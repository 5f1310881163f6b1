//! SDL2 and OpenGL window management.
//!
//! This module defines the [`Display`] trait the main loop talks to and the
//! [`App`] struct which implements it with an SDL2 window and an OpenGL
//! context.

use std::sync::Arc;
use std::time::{Duration, Instant};

use glow::HasContext;
use log::{debug, info, warn};
use sdl2::event::{Event, WindowEvent};

use super::gl::GraphicsApi;
use crate::asset::DisplaySettings;
use crate::error::{Error, Result};

/// A window with a rendering surface.
pub trait Display {
    type Gl: GraphicsApi;

    /// The graphics context rendering into this display.
    fn gl(&self) -> &Arc<Self::Gl>;

    /// Whether the user has asked for the window to close.
    fn is_close_requested(&self) -> bool;

    /// Presents the rendered frame, waits out the rest of the frame time and
    /// processes pending window events.
    fn update(&mut self);

    /// Closes the window and destroys the rendering surface.
    fn close(self);
}

/// Sleeps so that frames are no closer together than `1 / fps` seconds.
struct FrameLimiter {
    frame_time: Option<Duration>,
    last_frame: Instant,
}

impl FrameLimiter {
    fn new(fps: u32) -> Self {
        Self {
            frame_time: (fps > 0).then(|| Duration::from_secs_f64(1.0 / fps as f64)),
            last_frame: Instant::now(),
        }
    }

    fn sync(&mut self) {
        if let Some(frame_time) = self.frame_time {
            let elapsed = self.last_frame.elapsed();
            if elapsed < frame_time {
                std::thread::sleep(frame_time - elapsed);
            }
        }
        self.last_frame = Instant::now();
    }
}

/// The [`App`] struct encapsulates the SDL2 window and OpenGL context.
pub struct App {
    pub gl: Arc<glow::Context>,
    pub gl_context: sdl2::video::GLContext,
    pub window: sdl2::video::Window,
    pub event_pump: sdl2::EventPump,
    pub video_subsystem: sdl2::VideoSubsystem,
    pub sdl: sdl2::Sdl,
    close_requested: bool,
    limiter: FrameLimiter,
}

impl App {
    /// Opens a window and creates an OpenGL context as described by `settings`.
    pub fn new(settings: &DisplaySettings) -> Result<Self> {
        let sdl = sdl2::init().map_err(Error::Sdl)?;
        let video_subsystem = sdl.video().map_err(Error::Sdl)?;

        let gl_attr = video_subsystem.gl_attr();
        let (major, minor) = settings.gl_version;
        gl_attr.set_context_version(major, minor);
        if settings.core_profile {
            gl_attr.set_context_profile(sdl2::video::GLProfile::Core);
            gl_attr.set_context_flags().forward_compatible().set();
        } else {
            gl_attr.set_context_profile(sdl2::video::GLProfile::Compatibility);
        }

        let window = video_subsystem
            .window(&settings.title, settings.width, settings.height)
            .opengl()
            .position_centered()
            .resizable()
            .build()
            .map_err(|e| Error::Sdl(e.to_string()))?;

        let gl_context = window.gl_create_context().map_err(Error::Sdl)?;
        window.gl_make_current(&gl_context).map_err(Error::Sdl)?;

        let interval = if settings.vsync {
            sdl2::video::SwapInterval::VSync
        } else {
            sdl2::video::SwapInterval::Immediate
        };
        if let Err(e) = video_subsystem.gl_set_swap_interval(interval) {
            warn!("Could not set swap interval: {e}");
        }

        let gl = unsafe {
            glow::Context::from_loader_function(|s| {
                video_subsystem.gl_get_proc_address(s) as *const _
            })
        };
        let (width, height) = window.drawable_size();
        unsafe {
            gl.viewport(0, 0, width as i32, height as i32);
        }
        info!(
            "Created {}x{} window with OpenGL {}",
            width,
            height,
            unsafe { gl.get_parameter_string(glow::VERSION) }
        );

        let event_pump = sdl.event_pump().map_err(Error::Sdl)?;

        Ok(Self {
            gl: Arc::new(gl),
            gl_context,
            window,
            event_pump,
            video_subsystem,
            sdl,
            close_requested: false,
            limiter: FrameLimiter::new(settings.fps_cap),
        })
    }

    fn handle_event(&mut self, event: Event) {
        match event {
            Event::Quit { .. }
            | Event::Window {
                win_event: WindowEvent::Close,
                ..
            } => {
                debug!("Close requested");
                self.close_requested = true;
            }
            Event::Window {
                win_event: WindowEvent::Resized(width, height),
                ..
            } => unsafe {
                self.gl.viewport(0, 0, width, height);
            },
            _ => {}
        }
    }
}

impl Display for App {
    type Gl = glow::Context;

    fn gl(&self) -> &Arc<glow::Context> {
        &self.gl
    }

    fn is_close_requested(&self) -> bool {
        self.close_requested
    }

    fn update(&mut self) {
        self.window.gl_swap_window();
        self.limiter.sync();
        let events: Vec<Event> = self.event_pump.poll_iter().collect();
        for event in events {
            self.handle_event(event);
        }
    }

    fn close(self) {
        info!("Closing window");
    }
}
+--
__What the task asks__
Give back every entry above, complete and exact.

__Exercise output__
repository 5f1310881163f6b1
//! SDL2 and OpenGL window management.
//!
//! This module defines the [`Display`] trait the main loop talks to and the
//! [`App`] struct which implements it with an SDL2 window and an OpenGL
//! context.

use std::sync::Arc;
use std::time::{Duration, Instant};

use glow::HasContext;
use log::{debug, info, warn};
use sdl2::event::{Event, WindowEvent};

use super::gl::GraphicsApi;
use crate::asset::DisplaySettings;
use crate::error::{Error, Result};

/// A window with a rendering surface.
pub trait Display {
    type Gl: GraphicsApi;

    /// The graphics context rendering into this display.
    fn gl(&self) -> &Arc<Self::Gl>;

    /// Whether the user has asked for the window to close.
    fn is_close_requested(&self) -> bool;

    /// Presents the rendered frame, waits out the rest of the frame time and
    /// processes pending window events.
    fn update(&mut self);

    /// Closes the window and destroys the rendering surface.
    fn close(self);
}

/// Sleeps so that frames are no closer together than `1 / fps` seconds.
struct FrameLimiter {
    frame_time: Option<Duration>,
    last_frame: Instant,
}

impl FrameLimiter {
    fn new(fps: u32) -> Self {
        Self {
            frame_time: (fps > 0).then(|| Duration::from_secs_f64(1.0 / fps as f64)),
            last_frame: Instant::now(),
        }
    }

    fn sync(&mut self) {
        if let Some(frame_time) = self.frame_time {
            let elapsed = self.last_frame.elapsed();
            if elapsed < frame_time {
                std::thread::sleep(frame_time - elapsed);
            }
        }
        self.last_frame = Instant::now();
    }
}

/// The [`App`] struct encapsulates the SDL2 window and OpenGL context.
pub struct App {
    pub gl: Arc<glow::Context>,
    pub gl_context: sdl2::video::GLContext,
    pub window: sdl2::video::Window,
    pub event_pump: sdl2::EventPump,
    pub video_subsystem: sdl2::VideoSubsystem,
    pub sdl: sdl2::Sdl,
    close_requested: bool,
    limiter: FrameLimiter,
}

impl App {
    /// Opens a window and creates an OpenGL context as described by `settings`.
    pub fn new(settings: &DisplaySettings) -> Result<Self> {
        let sdl = sdl2::init().map_err(Error::Sdl)?;
        let video_subsystem = sdl.video().map_err(Error::Sdl)?;

        let gl_attr = video_subsystem.gl_attr();
        let (major, minor) = settings.gl_version;
        gl_attr.set_context_version(major, minor);
        if settings.core_profile {
            gl_attr.set_context_profile(sdl2::video::GLProfile::Core);
            gl_attr.set_context_flags().forward_compatible().set();
        } else {
            gl_attr.set_context_profile(sdl2::video::GLProfile::Compatibility);
        }

        let window = video_subsystem
            .window(&settings.title, settings.width, settings.height)
            .opengl()
            .position_centered()
            .resizable()
            .build()
            .map_err(|e| Error::Sdl(e.to_string()))?;

        let gl_context = window.gl_create_context().map_err(Error::Sdl)?;
        window.gl_make_current(&gl_context).map_err(Error::Sdl)?;

        let interval = if settings.vsync {
            sdl2::video::SwapInterval::VSync
        } else {
            sdl2::video::SwapInterval::Immediate
        };
        if let Err(e) = video_subsystem.gl_set_swap_interval(interval) {
            warn!("Could not set swap interval: {e}");
        }

        let gl = unsafe {
            glow::Context::from_loader_function(|s| {
                video_subsystem.gl_get_proc_address(s) as *const _
            })
        };
        let (width, height) = window.drawable_size();
        unsafe {
            gl.viewport(0, 0, width as i32, height as i32);
        }
        info!(
            "Created {}x{} window with OpenGL {}",
            width,
            height,
            unsafe { gl.get_parameter_string(glow::VERSION) }
        );

        let event_pump = sdl.event_pump().map_err(Error::Sdl)?;

        Ok(Self {
            gl: Arc::new(gl),
            gl_context,
            window,
            event_pump,
            video_subsystem,
            sdl,
            close_requested: false,
            limiter: FrameLimiter::new(settings.fps_cap),
        })
    }

    fn handle_event(&mut self, event: Event) {
        match event {
            Event::Quit { .. }
            | Event::Window {
                win_event: WindowEvent::Close,
                ..
            } => {
                debug!("Close requested");
                self.close_requested = true;
            }
            Event::Window {
                win_event: WindowEvent::Resized(width, height),
                ..
            } => unsafe {
                self.gl.viewport(0, 0, width, height);
            },
            _ => {}
        }
    }
}

impl Display for App {
    type Gl = glow::Context;

    fn gl(&self) -> &Arc<glow::Context> {
        &self.gl
    }

    fn is_close_requested(&self) -> bool {
        self.close_requested
    }

    fn update(&mut self) {
        self.window.gl_swap_window();
        self.limiter.sync();
        let events: Vec<Event> = self.event_pump.poll_iter().collect();
        for event in events {
            self.handle_event(event);
        }
    }

    fn close(self) {
        info!("Closing window");
    }
}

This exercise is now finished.